Para entrar na Páscoa eterna, devemos primeiro passar pelas chamas transformadoras do Sagrado Coração.
Por Monsenhor Robert Batule
No Evangelho do Domingo de Páscoa, temos o relato de São João sobre os dois apóstolos, Pedro e João, descobrindo o túmulo vazio. O evangelista registra como João, o mais jovem dos dois, ultrapassou Pedro e chegou primeiro ao sepulcro. Mas o apóstolo mais jovem cedeu a Pedro e permitiu que ele entrasse primeiro. João o seguiu, e o evangelista observa que ele viu e creu (João 20:8).
Ver leva a crer. Mas por que se diz que apenas um apóstolo creu? João é o apóstolo amado (João 21:20). Ele vê e crê por amor.
O amor não é uma ilusão. Não é um engano. Ele não confunde beleza com pavor, mas vê a beleza no pavor. O apóstolo que vê e crê por amor está ali na cruz (João 19:26). Ele é o único apóstolo no Calvário; todos os outros se dispersaram. Os outros dez (exceto Judas, que acreditamos ter tirado a própria vida) não conseguiram se convencer a ver um Jesus sofrendo e morrendo. Seus olhos não suportaram a visão.
O amor cristão não fecha os olhos para o desagradável e o constrangedor. Ele vê e contempla. Lembre-se de que há apenas dois dias, na Liturgia da Paixão, na Sexta-feira Santa, o padre ergueu uma cruz de madeira e cantou: "Eis o madeiro da Cruz, do qual pendeu a salvação do mundo" (Missal Romano). Nossa resposta não foi exatamente tímida ou retraída: "Vinde, adoremos", clamamos (Missal Romano). Todos esses séculos depois, é fácil cantar em plena medida — afinal, estamos apenas contemplando uma réplica da coisa real. Mas João viu a coisa real: uma crucificação real e um Cristo Ressuscitado real.
Paulo de Tarso era um homem que pensava ver as coisas com precisão, mas estava terrivelmente enganado quanto à sua primeira percepção. Nos Atos dos Apóstolos, o autor sagrado descreve um Paulo cego (Atos 8-9) antes de sua conversão. A cegueira é removida quando Ananias impõe as mãos sobre ele (Atos 9:12). Surpreendentemente, "umas escamas caíram dos seus olhos e ele recuperou a vista. Levantou-se e foi batizado" (Atos 9:18).

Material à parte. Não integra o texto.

//! Snapshot container and statistics.

use std::path::{Path, PathBuf};
use std::sync::Arc;
use std::time::{Duration, SystemTime};

use serde::{Deserialize, Serialize};

use crate::entry::Entry;
use crate::error::ScanWarning;

/// Summary statistics for a scanned tree.
#[derive(Debug, Clone, Default, PartialEq, Eq, Serialize, Deserialize)]
pub struct TreeStats {
    /// Total size in bytes.
    pub total_size: u64,
    /// Total number of files.
    pub total_files: u64,
    /// Total number of directories (the root excluded).
    pub total_dirs: u64,
    /// Total number of symbolic links.
    pub total_symlinks: u64,
    /// Entries recorded with an error marker.
    pub total_errors: u64,
    /// Maximum depth reached.
    pub max_depth: u32,
}

impl TreeStats {
    /// Create new empty stats.
    pub fn new() -> Self {
        Self::default()
    }

    /// Update stats with a file entry.
    pub fn record_file(&mut self, size: u64, depth: u32) {
        self.total_files += 1;
        self.total_size += size;
        self.max_depth = self.max_depth.max(depth);
    }

    /// Record a directory.
    pub fn record_dir(&mut self, depth: u32) {
        self.total_dirs += 1;
        self.max_depth = self.max_depth.max(depth);
    }

    /// Record a symlink.
    pub fn record_symlink(&mut self, size: u64) {
        self.total_symlinks += 1;
        self.total_size += size;
    }

    /// Record an entry that failed to read.
    pub fn record_error(&mut self) {
        self.total_errors += 1;
    }

    /// Fold another set of stats into this one.
    pub fn merge(&mut self, other: &TreeStats) {
        self.total_size += other.total_size;
        self.total_files += other.total_files;
        self.total_dirs += other.total_dirs;
        self.total_symlinks += other.total_symlinks;
        self.total_errors += other.total_errors;
        self.max_depth = self.max_depth.max(other.max_depth);
    }
}

/// The materialized result of scanning one directory.
///
/// Snapshots are immutable once published; a rescan produces a new one.
#[derive(Debug, Clone, Serialize, Deserialize)]
pub struct Snapshot {
    /// Canonical root path that was scanned.
    pub root_path: PathBuf,

    /// Root entry of the tree.
    pub root: Arc<Entry>,

    /// When this scan finished.
    pub created_at: SystemTime,

    /// Duration of the scan.
    pub scan_duration: Duration,

    /// Summary statistics.
    pub stats: TreeStats,

    /// Warnings encountered during scan.
    pub warnings: Vec<ScanWarning>,

    /// Cache epoch this snapshot was published in (0 until published).
    #[serde(default)]
    pub epoch: u64,
}

impl Snapshot {
    /// Create a new snapshot.
    pub fn new(
        root: Entry,
        stats: TreeStats,
        scan_duration: Duration,
        warnings: Vec<ScanWarning>,
    ) -> Self {
        Self {
            root_path: root.path.clone(),
            root: Arc::new(root),
            created_at: SystemTime::now(),
            scan_duration,
            stats,
            warnings,
            epoch: 0,
        }
    }

    /// Get the total size of the tree.
    pub fn total_size(&self) -> u64 {
        self.root.size
    }

    /// Get the total number of files.
    pub fn total_files(&self) -> u64 {
        self.root.file_count()
    }

    /// Get the total number of directories.
    pub fn total_dirs(&self) -> u64 {
        self.root.dir_count()
    }

    /// Check if there were any warnings during scanning.
    pub fn has_warnings(&self) -> bool {
        !self.warnings.is_empty()
    }

    /// Whether `path` is the root or lies underneath it.
    pub fn contains(&self, path: &Path) -> bool {
        path.starts_with(&self.root_path)
    }

    /// Entry at `path` inside this snapshot, without touching the disk.
    pub fn entry(&self, path: &Path) -> Option<Arc<Entry>> {
        self.root.find(path)
    }
}
#[cfg(test)]
mod tests {
    use super::*;
    use std::fs;
    use tempfile::TempDir;

    fn create_test_tree() -> TempDir {
        let temp = TempDir::new().unwrap();
        let root = temp.path();

        fs::create_dir(root.join("dir1")).unwrap();
        fs::create_dir(root.join("dir2")).unwrap();
        fs::create_dir(root.join("dir1/subdir")).unwrap();

        fs::write(root.join("file1.txt"), "hello").unwrap();
        fs::write(root.join("dir1/file2.txt"), "world world world").unwrap();
        fs::write(root.join("dir1/subdir/file3.txt"), "test").unwrap();
        fs::write(root.join("dir2/file4.txt"), "another file here").unwrap();
        fs::write(root.join(".hidden"), "secret").unwrap();

        temp
    }

    fn check_sizes(entry: &Entry) {
        if entry.is_dir() {
            let sum: u64 = entry.children.iter().map(|c| c.size).sum();
            assert_eq!(entry.size, sum, "{}", entry.path.display());
        }
        for child in entry.descendants() {
            if child.is_dir() {
                let sum: u64 = child.children.iter().map(|c| c.size).sum();
                assert_eq!(child.size, sum, "{}", child.path.display());
            }
        }
    }

    #[test]
    fn test_basic_scan() {
        let temp = create_test_tree();
        let config = ScanConfig::new(temp.path());

        let snapshot = TreeScanner::new().scan(&config).unwrap();

        assert_eq!(snapshot.stats.total_files, 5);
        assert_eq!(snapshot.stats.total_dirs, 3);
        assert_eq!(snapshot.root.size, 5 + 17 + 4 + 17 + 6);
        assert_eq!(snapshot.root.file_count(), 5);
        assert_eq!(snapshot.root.dir_count(), 3);
        check_sizes(&snapshot.root);
    }

    #[test]
    fn test_hidden_entries_are_kept() {
        let temp = create_test_tree();
        let snapshot = TreeScanner::new()
            .scan(&ScanConfig::new(temp.path()))
            .unwrap();

        let hidden = snapshot
            .root
            .children
            .iter()
            .find(|c| c.name.as_str() == ".hidden")
            .unwrap();
        assert!(hidden.hidden);
        assert_eq!(hidden.size, 6);
    }

    #[test]
    fn test_single_thread_matches_parallel() {
        let temp = create_test_tree();
        let scanner = TreeScanner::new();

        let parallel = scanner.scan(&ScanConfig::new(temp.path())).unwrap();
        let mut config = ScanConfig::new(temp.path());
        config.threads = 1;
        let serial = scanner.scan(&config).unwrap();

        assert_eq!(parallel.root.size, serial.root.size);
        assert_eq!(parallel.stats, serial.stats);
    }

    #[test]
    fn test_root_errors() {
        let temp = create_test_tree();
        let scanner = TreeScanner::new();

        let missing = scanner.scan(&ScanConfig::new(temp.path().join("nope")));
        assert!(matches!(missing, Err(ScanError::NotFound { .. })));

        let file = scanner.scan(&ScanConfig::new(temp.path().join("file1.txt")));
        assert!(matches!(file, Err(ScanError::NotADirectory { .. })));
    }

    #[test]
    fn test_cancelled_scan_yields_nothing() {
        let temp = create_test_tree();
        let cancel = CancellationToken::new();
        cancel.cancel();

        let result = TreeScanner::new().scan_with_cancel(&ScanConfig::new(temp.path()), &cancel);
        assert!(matches!(result, Err(ScanError::Interrupted)));
    }

    #[test]
    fn test_progress_updates() {
        let temp = create_test_tree();
        let scanner = TreeScanner::new();
        let mut rx = scanner.subscribe();

        let mut config = ScanConfig::new(temp.path());
        config.progress_interval = 1;
        scanner.scan(&config).unwrap();

        let mut updates = 0;
        while rx.try_recv().is_ok() {
            updates += 1;
        }
        // root + dir1 + dir2 + subdir
        assert_eq!(updates, 4);
    }

    #[cfg(unix)]
    #[test]
    fn test_symlink_to_ancestor_is_not_followed() {
        let temp = create_test_tree();
        std::os::unix::fs::symlink(temp.path(), temp.path().join("dir1/loop")).unwrap();

        let snapshot = TreeScanner::new()
            .scan(&ScanConfig::new(temp.path()))
            .unwrap();
        let link = snapshot
            .entry(&snapshot.root_path.join("dir1/loop"))
            .unwrap();
        assert!(link.is_symlink());
        assert!(link.children.is_empty());
        check_sizes(&snapshot.root);
    }

    #[cfg(unix)]
    #[test]
    fn test_followed_symlink_cycle_is_cut() {
        let temp = create_test_tree();
        std::os::unix::fs::symlink(temp.path(), temp.path().join("dir1/loop")).unwrap();

        let mut config = ScanConfig::new(temp.path());
        config.follow_symlinks = true;
        let snapshot = TreeScanner::new().scan(&config).unwrap();

        let link = snapshot
            .entry(&snapshot.root_path.join("dir1/loop"))
            .unwrap();
        assert_eq!(link.error, Some(EntryError::CycleDetected));
        assert_eq!(link.size, 0);
        assert_eq!(snapshot.root.size, 5 + 17 + 4 + 17 + 6);
        check_sizes(&snapshot.root);
    }

    #[cfg(unix)]
    #[test]
    fn test_followed_symlink_lists_under_link_path() {
        let temp = create_test_tree();
        let outside = TempDir::new().unwrap();
        fs::write(outside.path().join("far.bin"), vec![0u8; 64]).unwrap();
        std::os::unix::fs::symlink(outside.path(), temp.path().join("dir2/link")).unwrap();

        let mut config = ScanConfig::new(temp.path());
        config.follow_symlinks = true;
        let snapshot = TreeScanner::new().scan(&config).unwrap();

        let far = snapshot
            .entry(&snapshot.root_path.join("dir2/link/far.bin"))
            .unwrap();
        assert_eq!(far.size, 64);
        assert_eq!(snapshot.root.size, 5 + 17 + 4 + 17 + 6 + 64);
        check_sizes(&snapshot.root);
    }

    #[test]
    fn test_vanished_directory_is_dropped() {
        let epoch = SystemTime::UNIX_EPOCH;
        let pending = |entry: Entry, descend| Pending { entry, descend };

        let mut listings: HashMap<PathBuf, Listing> = HashMap::new();
        listings.insert(
            PathBuf::from("/r"),
            Listing {
                children: vec![
                    pending(Entry::new_directory("/r/gone", epoch), true),
                    pending(Entry::new_directory("/r/locked", epoch), true),
                    pending(Entry::new_file("/r/kept.txt", 10, epoch), false),
                ],
                error: None,
            },
        );
        listings.insert(
            PathBuf::from("/r/gone"),
            Listing {
                children: Vec::new(),
                error: Some(EntryError::NotFound),
            },
        );
        listings.insert(
            PathBuf::from("/r/locked"),
            Listing {
                children: Vec::new(),
                error: Some(EntryError::PermissionDenied),
            },
        );

        let mut stats = TreeStats::new();
        let root = assemble(Entry::new_directory("/r", epoch), &mut listings, &mut stats).unwrap();

        let names: Vec<&str> = root.children.iter().map(|c| c.name.as_str()).collect();
        assert_eq!(names, vec!["locked", "kept.txt"]);
        assert_eq!(root.size, 10);
        assert_eq!(stats.total_dirs, 1);
        assert_eq!(stats.total_files, 1);
        assert_eq!(stats.total_errors, 1);
    }

    #[cfg(unix)]
    #[test]
    fn test_broken_symlink() {
        let temp = create_test_tree();
        std::os::unix::fs::symlink(temp.path().join("gone"), temp.path().join("dangling"))
            .unwrap();

        let snapshot = TreeScanner::new()
            .scan(&ScanConfig::new(temp.path()))
            .unwrap();
        let link = snapshot
            .entry(&snapshot.root_path.join("dangling"))
            .unwrap();
        assert!(matches!(link.kind, EntryKind::Symlink { broken: true, .. }));
        assert_eq!(link.error, Some(EntryError::NotFound));
        assert_eq!(link.size, 0);
        assert!(snapshot.has_warnings());
    }

    #[cfg(unix)]
    #[test]
    fn test_hardlinks_counted_once() {
        let temp = TempDir::new().unwrap();
        fs::write(temp.path().join("a"), vec![0u8; 100]).unwrap();
        fs::hard_link(temp.path().join("a"), temp.path().join("b")).unwrap();

        let snapshot = TreeScanner::new()
            .scan(&ScanConfig::new(temp.path()))
            .unwrap();
        assert_eq!(snapshot.root.size, 100);

        let mut config = ScanConfig::new(temp.path());
        config.count_hardlinks_once = false;
        let snapshot = TreeScanner::new().scan(&config).unwrap();
        assert_eq!(snapshot.root.size, 200);
    }
}
impl SnapshotCache {
    /// Create an empty cache. `config.root` is ignored; every scan uses the
    /// requested path as its root.
    pub fn new(config: ScanConfig) -> Self {
        Self {
            config,
            scanner: TreeScanner::new(),
            snapshots: DashMap::new(),
            slots: DashMap::new(),
            epoch: AtomicU64::new(0),
            scans: AtomicU64::new(0),
        }
    }

    /// Scan settings applied to every path.
    pub fn config(&self) -> &ScanConfig {
        &self.config
    }

    /// Subscribe to progress of every scan this cache runs.
    pub fn subscribe(&self) -> broadcast::Receiver<ScanProgress> {
        self.scanner.subscribe()
    }

    /// Return the cached snapshot for `path`, scanning it on first use.
    ///
    /// Concurrent callers for the same path share a single scan.
    pub fn get_or_scan(&self, path: impl AsRef<Path>) -> Result<Arc<Snapshot>, ScanError> {
        let key = canonical(path.as_ref())?;
        let result = self.get_or_scan_key(&key);
        self.release_slot(&key);
        result
    }

    fn get_or_scan_key(&self, key: &Path) -> Result<Arc<Snapshot>, ScanError> {
        loop {
            if let Some(snapshot) = self.get_exact(key) {
                debug!(path = %key.display(), "snapshot cache hit");
                return Ok(snapshot);
            }

            let slot = self.slot(key);
            let guard = lock(&slot.publish);
            if let Some(snapshot) = self.get_exact(key) {
                return Ok(snapshot);
            }

            debug!(path = %key.display(), "snapshot cache miss");
            let (generation, token) = slot.begin();
            match self.scan_and_publish(key, &slot, generation, &token) {
                // A forced rescan took over; wait for its result.
                Err(ScanError::Interrupted) if slot.current() != generation => {
                    drop(guard);
                    continue;
                }
                result => return result,
            }
        }
    }

    /// Scan `path` again and replace whatever was cached.
    ///
    /// The newest request wins: starting a rescan cancels an older scan of
    /// the same path, and a scan that was superseded returns
    /// [`ScanError::Interrupted`] without publishing anything.
    pub fn force_rescan(&self, path: impl AsRef<Path>) -> Result<Arc<Snapshot>, ScanError> {
        let key = canonical(path.as_ref())?;
        let result = self.rescan_key(&key);
        self.release_slot(&key);
        result
    }

    fn rescan_key(&self, key: &Path) -> Result<Arc<Snapshot>, ScanError> {
        let slot = self.slot(key);
        let generation = slot.supersede();

        let _guard = lock(&slot.publish);
        let Some(token) = slot.begin_at(generation) else {
            debug!(path = %key.display(), "rescan superseded before it started");
            return Err(ScanError::Interrupted);
        };

        debug!(path = %key.display(), generation, "forced rescan");
        self.scan_and_publish(key, &slot, generation, &token)
    }

    /// Whether `path` can be served without scanning: it is a cached root
    /// or a readable directory inside one.
    pub fn is_cached(&self, path: impl AsRef<Path>) -> bool {
        let key = canonical_or_absolute(path.as_ref());
        self.snapshots.contains_key(&key)
            || self
                .find_in_ancestors(&key)
                .is_some_and(|entry| entry.is_dir())
    }

    /// Entry for `path`, taken from the cache when possible.
    ///
    /// Directories below a cached root are served from that root's snapshot
    /// without touching the disk; anything else is scanned through
    /// [`get_or_scan`](Self::get_or_scan).
    pub fn open(&self, path: impl AsRef<Path>) -> Result<Arc<Entry>, ScanError> {
        let key = canonical(path.as_ref())?;
        if let Some(snapshot) = self.get_exact(&key) {
            return Ok(Arc::clone(&snapshot.root));
        }
        if let Some(entry) = self.find_in_ancestors(&key) {
            trace!(path = %key.display(), "served from ancestor snapshot");
            return Ok(entry);
        }
        Ok(Arc::clone(&self.get_or_scan(&key)?.root))
    }

    /// Cached snapshot for exactly `path`, if any.
    pub fn get(&self, path: impl AsRef<Path>) -> Option<Arc<Snapshot>> {
        self.get_exact(&canonical_or_absolute(path.as_ref()))
    }

    /// Drop the snapshot for `path`. Returns whether one was cached.
    pub fn invalidate(&self, path: impl AsRef<Path>) -> bool {
        let key = canonical_or_absolute(path.as_ref());
        if !self.snapshots.contains_key(&key) {
            return false;
        }

        let removed = {
            let slot = self.slot(&key);
            let _guard = lock(&slot.publish);
            self.snapshots.remove(&key).is_some()
        };
        self.release_slot(&key);
        if removed {
            debug!(path = %key.display(), "snapshot invalidated");
        }
        removed
    }

    /// Drop every snapshot.
    pub fn clear(&self) {
        self.snapshots.clear();
        self.slots.retain(|_, slot| Arc::strong_count(slot) > 1);
    }

    /// Cancel a running scan of `path`. Returns whether one was running.
    pub fn cancel(&self, path: impl AsRef<Path>) -> bool {
        let key = canonical_or_absolute(path.as_ref());
        self.slots
            .get(&key)
            .map(|slot| slot.cancel())
            .unwrap_or(false)
    }

    /// Update every snapshot after `path` was removed by someone else.
    ///
    /// Snapshots containing `path` are republished without it, with the
    /// sizes of all its ancestors reduced. Snapshots rooted at or below
    /// `path` are dropped. Nothing is read from disk. Returns whether any
    /// snapshot changed.
    pub fn forget_entry(&self, path: impl AsRef<Path>) -> bool {
        let target = removed_path(path.as_ref());
        let keys: Vec<PathBuf> = self
            .snapshots
            .iter()
            .filter(|item| target.starts_with(item.key()) || item.key().starts_with(&target))
            .map(|item| item.key().clone())
            .collect();

        let mut changed = false;
        for key in keys {
            changed |= self.forget_in(&key, &target);
            self.release_slot(&key);
        }
        changed
    }

    /// Apply [`forget_entry`](Self::forget_entry) to the snapshot at `key`.
    fn forget_in(&self, key: &Path, target: &Path) -> bool {
        let slot = self.slot(key);
        let _guard = lock(&slot.publish);

        if key.starts_with(target) {
            return self.snapshots.remove(key).is_some();
        }

        let Some(current) = self.get_exact(key) else {
            return false;
        };
        let Some(removed) = current.entry(target) else {
            return false;
        };
        let Some(root) = current.root.without(target) else {
            return false;
        };

        let mut stats = current.stats.clone();
        stats.total_size = stats.total_size.saturating_sub(removed.size);
        stats.total_files = stats.total_files.saturating_sub(removed.file_count());
        stats.total_dirs = stats
            .total_dirs
            .saturating_sub(removed.dir_count() + u64::from(removed.is_dir()));

        let updated = Snapshot {
            root: Arc::new(root),
            stats,
            ..(*current).clone()
        };
        self.snapshots.insert(key.to_path_buf(), Arc::new(updated));
        debug!(path = %target.display(), root = %key.display(), "entry forgotten");
        true
    }

    /// Roots of all cached snapshots, sorted.
    pub fn cached_paths(&self) -> Vec<PathBuf> {
        let mut paths: Vec<PathBuf> = self.snapshots.iter().map(|s| s.key().clone()).collect();
        paths.sort();
        paths
    }

    /// Number of cached snapshots.
    pub fn len(&self) -> usize {
        self.snapshots.len()
    }

    /// Check if nothing is cached.
    pub fn is_empty(&self) -> bool {
        self.snapshots.is_empty()
    }

    /// Number of scans this cache has started.
    pub fn scan_count(&self) -> u64 {
        self.scans.load(Ordering::Relaxed)
    }

    fn get_exact(&self, key: &Path) -> Option<Arc<Snapshot>> {
        self.snapshots.get(key).map(|s| Arc::clone(s.value()))
    }

    fn slot(&self, key: &Path) -> Arc<ScanSlot> {
        Arc::clone(
            self.slots
                .entry(key.to_path_buf())
                .or_default()
                .value(),
        )
    }

    /// Drop the slot of `key` unless another call still holds it.
    fn release_slot(&self, key: &Path) {
        self.slots.remove_if(key, |_, slot| Arc::strong_count(slot) == 1);
    }

    /// Deepest cached snapshot strictly above `key` that holds a readable
    /// entry for it.
    fn find_in_ancestors(&self, key: &Path) -> Option<Arc<Entry>> {
        let snapshot = self
            .snapshots
            .iter()
            .filter(|item| key != item.key() && key.starts_with(item.key()))
            .max_by_key(|item| item.key().components().count())
            .map(|item| Arc::clone(item.value()))?;

        snapshot.entry(key).filter(|entry| !entry.has_error())
    }

    /// Run the scanner and publish the result if `generation` is still current.
    /// Must be called with the slot's publish lock held.
    fn scan_and_publish(
        &self,
        key: &Path,
        slot: &ScanSlot,
        generation: u64,
        token: &CancellationToken,
    ) -> Result<Arc<Snapshot>, ScanError> {
        self.scans.fetch_add(1, Ordering::Relaxed);
        let result = self
            .scanner
            .scan_with_cancel(&self.config.with_root(key), token);

        let mut in_flight = lock(&slot.in_flight);
        if in_flight
            .as_ref()
            .is_some_and(|(started, _)| *started == generation)
        {
            *in_flight = None;
        }

        let mut snapshot = result?;
        if slot.current() != generation || token.is_cancelled() {
            debug!(path = %key.display(), "scan superseded, result dropped");
            return Err(ScanError::Interrupted);
        }

        snapshot.epoch = self.epoch.fetch_add(1, Ordering::SeqCst) + 1;
        let snapshot = Arc::new(snapshot);
        self.snapshots.insert(key.to_path_buf(), Arc::clone(&snapshot));
        info!(
            path = %key.display(),
            epoch = snapshot.epoch,
            bytes = snapshot.root.size,
            "snapshot published"
        );
        Ok(snapshot)
    }
}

O que explica essa conversão? É o amor. São Paulo o chama de caminho mais excelente, levando o apóstolo a escrever aquela magnífica ode ao amor em sua Primeira Carta aos Coríntios. Após uma descrição maravilhosa oferecida pelo apóstolo — "O amor é paciente, o amor é bondoso..." — o apóstolo ainda escreve o seguinte: "Agora vemos em enigma, como através de um espelho" (1 Coríntios 13:12).
Gostamos de pensar que vemos claramente o tempo todo, mas não é isso que acontece. A Ressurreição, no entanto, nos permite ver esplendidamente com os olhos da fé. Com os olhos da fé, vislumbramos o que está reservado para aqueles que amam. Não há realmente nenhuma surpresa, portanto, quando Jesus chama amar a Deus de o maior mandamento (Mateus 22:34-40). No entanto, o mais notável de tudo não é que amemos a Deus, mas que Ele nos ame primeiro (1 João 4:10).
A Ressurreição e o amor estão interligados em múltiplos níveis, poderíamos dizer. Comecemos então pela dimensão sacramental, visto que, como católicos, temos afinidade intelectual e experiencial com ela.
O Senhor nos dará novos corpos, observa São Paulo, segundo o modelo do corpo glorificado do Filho (Filipenses 3:21). Uma antecipação desse mistério está no ato da Comunhão Eucarística. Nós, que recebemos a Sagrada Comunhão, comemos o Pão que desceu do Céu. Comer este Pão nos levará à vida eterna (João 6:51). Não há união mais profunda com o Senhor que possamos ter agora, nesta vida. Assim, a recepção da Sagrada Comunhão é sempre entendida, doutrinariamente e pastoralmente, como uma prefiguração ou insinuação da vida celestial.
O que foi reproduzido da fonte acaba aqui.